//! Shared helpers for leasehold-core integration tests

#![allow(dead_code)]

use std::{sync::Arc, time::Duration};

use leasehold_core::{
    LockService, MemoryLeaseStore, Result, RetryPolicy, SqliteLeaseStore, SqliteStoreOptions,
};
use tempfile::TempDir;

/// Retry policy small enough for tests to exhaust quickly.
pub const QUICK: RetryPolicy = RetryPolicy {
    interval: Duration::from_millis(10),
    max_attempts: 20,
};

pub const POLL: Duration = Duration::from_millis(20);

/// A file-backed store in a fresh temp directory, pooled like a real deployment.
pub async fn sqlite_store() -> Result<(TempDir, SqliteLeaseStore)> {
    let dir = tempfile::tempdir()?;
    let store = open_sqlite(&dir).await?;
    Ok((dir, store))
}

/// Open another independent store on the database in `dir`, as a second
/// process would.
pub async fn open_sqlite(dir: &TempDir) -> Result<SqliteLeaseStore> {
    let options = SqliteStoreOptions {
        busy_timeout: Duration::from_secs(10),
        max_connections: 4,
    };
    SqliteLeaseStore::open(&dir.path().join("leases.db"), &options).await
}

pub fn quick_service<S: leasehold_core::LeaseStore>(store: Arc<S>) -> LockService<S> {
    LockService::with_store(store)
        .with_retry_policies(QUICK, QUICK)
        .with_poll_interval(POLL)
}

pub fn memory_service() -> LockService<MemoryLeaseStore> {
    quick_service(Arc::new(MemoryLeaseStore::new()))
}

+++++

#### [Your task]
Check each line of the records for the string "async" and copy those that have it.

#### [Solution to the problem]
pub async fn sqlite_store() -> Result<(TempDir, SqliteLeaseStore)> {
pub async fn open_sqlite(dir: &TempDir) -> Result<SqliteLeaseStore> {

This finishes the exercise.